RESET improves pediatric care
Air Force Capt. Joseph Migliuri, 92nd Medical Group pediatrician, performs a wellness vision exam during a patient’s check-up at Fairchild Air Force Base, Washington. The pediatric team has implemented a new concept of operations: rewarding, efficiency, setting priorities and empowering team members, or RESET, to their system of patient care. The integration of RESET in the Military Health System Genesis workflow has improved the clinic’s goals of patient access and care. (U.S. Air Force photo by Airman 1st Class Whitney Laine)
FAIRCHILD AIR FORCE BASE, Wash. — The 92nd Medical Group Pediatric Clinic implemented a new concept of operations: rewarding, efficiency, setting priorities and empowering team members, or RESET, to their system of patient care.
RESET came from an original model built at Ramstein Air Base and was modified by Fairchild Airmen to better suit the pediatric clinic and successfully integrate with Military Health System (MHS) Genesis.
“The aim of RESET is to improve access to care for the patient population,” said Air Force Capt. Joseph Migliuri, 92nd MDG pediatrician. “This has allowed patients to see their provider more expeditiously. This is done by changing the way in which we do business, cutting waste in our workflow and rewarding teams that are effective in this area.”
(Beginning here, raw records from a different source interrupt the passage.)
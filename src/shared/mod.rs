pub mod constants;
pub mod test_helpers;
pub mod types;
pub mod validators;
mod admin_dtos;

pub use admin_dtos::*;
Although the RESET system was not intended to be used with MHS Genesis or a pediatric clinic, the pediatric team restructured the original blueprint to fit the needs of the clinic. With the new design, the team focused on their main goal of increasing patient access.
“Records show us that in December 2017, we had a rate of zero available appointments within a week’s time; since integrating the RESET system, we saw our rates of availability increase to 55 appointments per week as of March 2018,” said Air Force Capt. Neal Alexander, 92nd MDG maternal child flight nurse manager.
Virtual appointments are offered to allow patients to receive the care they need from doctors without having to visit the clinic. Caring for patients through virtual appointments has also allowed doctors to have more time to see more patients per day.
“Patients would previously have to go through a long rope of people to have their information forwarded to a nurse or technician and then a doctor,” Alexander said. “We have changed the appointment process. Now, when a patient calls, they are offered a virtual consultation or a face-to-face consultation.”
The team has changed the culture of their work environment with the reward portion of the RESET program. This has motivated team members to become innovative, driven and efficient with patient care.
Within three months implementing RESET into the 92nd MDG Pediatric Clinic MHS Genesis workflow, the clinic’s goals of patient access and care have greatly improved. Through the spread of this innovation and modernization to other specialties and Department of Defense installations, Team Fairchild’s Airmen are keeping mobility forces operationally ready for any missions they’re called to do.